Jenkins quotes Radway’s and Modleski’s attention to the “semiotics of masculinity, with the need to read men’s often repressed emotional states from the subtle signs of outward gesture and expression,” to make a point about why the series appeals to female fan writers. I haven’t studied the male melodrama, but a brief search reveals that Tania Modleski has continued to investigate the genre with articles such as “Clint Eastwood and the Male Weepie” (2010).

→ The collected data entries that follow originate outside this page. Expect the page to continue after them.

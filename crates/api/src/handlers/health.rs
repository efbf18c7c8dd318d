//! Health check handlers

use crate::AppState;
use axum::{extract::State, http::StatusCode, Json};
use serde::Serialize;
use std::time::Instant;

#[derive(Serialize)]
pub struct HealthResponse {
    pub status: String,
    pub version: String,
}

#[derive(Serialize)]
pub struct ReadyResponse {
    pub status: String,
    pub checks: HealthChecks,
}

#[derive(Serialize)]
pub struct HealthChecks {
    pub database: CheckResult,
    pub cache: CheckResult,
}

#[derive(Serialize)]
pub struct CheckResult {
    pub status: String,
    #[serde(skip_serializing_if = "Option::is_none")]
    pub latency_ms: Option<u64>,
    #[serde(skip_serializing_if = "Option::is_none")]
    pub error: Option<String>,
}

impl CheckResult {
    fn from_outcome<E: ToString>(outcome: Result<(), E>, start: Instant) -> Self {
        match outcome {
            Ok(()) => CheckResult {
                status: "up".to_string(),
                latency_ms: Some(start.elapsed().as_millis() as u64),
                error: None,
            },
            Err(e) => CheckResult {
                status: "down".to_string(),
                latency_ms: None,
                error: Some(e.to_string()),
            },
        }
    }

    fn disabled() -> Self {
        CheckResult {
            status: "disabled".to_string(),
            latency_ms: None,
            error: None,
        }
    }
}

/// Liveness check: always returns healthy if server is running
pub async fn health() -> Json<HealthResponse> {
    Json(HealthResponse {
        status: "healthy".to_string(),
        version: seabed_common::VERSION.to_string(),
    })
}

/// Readiness check: database must be up; a down cache only degrades
pub async fn ready(State(state): State<AppState>) -> (StatusCode, Json<ReadyResponse>) {
    let start = Instant::now();
    let database = CheckResult::from_outcome(state.db.ping().await, start);

    let cache = match state.cache {
        Some(ref cache) => {
            let start = Instant::now();
            CheckResult::from_outcome(cache.ping().await, start)
        }
        None => CheckResult::disabled(),
    };

    let ready = database.status == "up";
    let status = if ready { StatusCode::OK } else { StatusCode::SERVICE_UNAVAILABLE };

    (
        status,
        Json(ReadyResponse {
            status: if ready { "ready" } else { "not_ready" }.to_string(),
            checks: HealthChecks { database, cache },
        }),
    )
}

Jenkins rightly cites the influence of feminist SF (Joanna Russ, Ursula K. Le Guin et al) in the late-‘60s and ‘70s, but one of the most interesting aspects of “Amok Time,” the episode we watched in class, is that it was written by the renowned SF author Theodore Sturgeon, long associated with helping move SF into emotional and sexual terrain in the late-‘40s and 1950s and paving the way for the SF New Wave of the ‘60s. “Amok Time”’s emphasis on Spock’s mating season, the tensions it creates between his male friends (one of whom, Kirk, fights him over a woman, ostensibly to protect him) highlights the kind of male drama that makes it ripe material for feminist reimagining.

Note: While this doesn't pertain to the above, I was dramatically taken aback by the digitally "restored" version of "Amok Time" I watched on Hulu. Not only was it obvious that a new title sequence had been created (scrupulously recreating the original) but every shot of the Enterprise and a few establishing shots on Vulcan were clearly digital enhancements.  Not surprisingly, I gather this was a bizarre decision on the part of Paramount that many fans decry, and it reminds me of Jenkins' comment that "fans often cast themselves not as poachers but as loyalists, rescuing essential elements of the primary text misused by those who maintain copyright control," although Jenkins' 1988 article doesn't, of course, consider digital enhancements.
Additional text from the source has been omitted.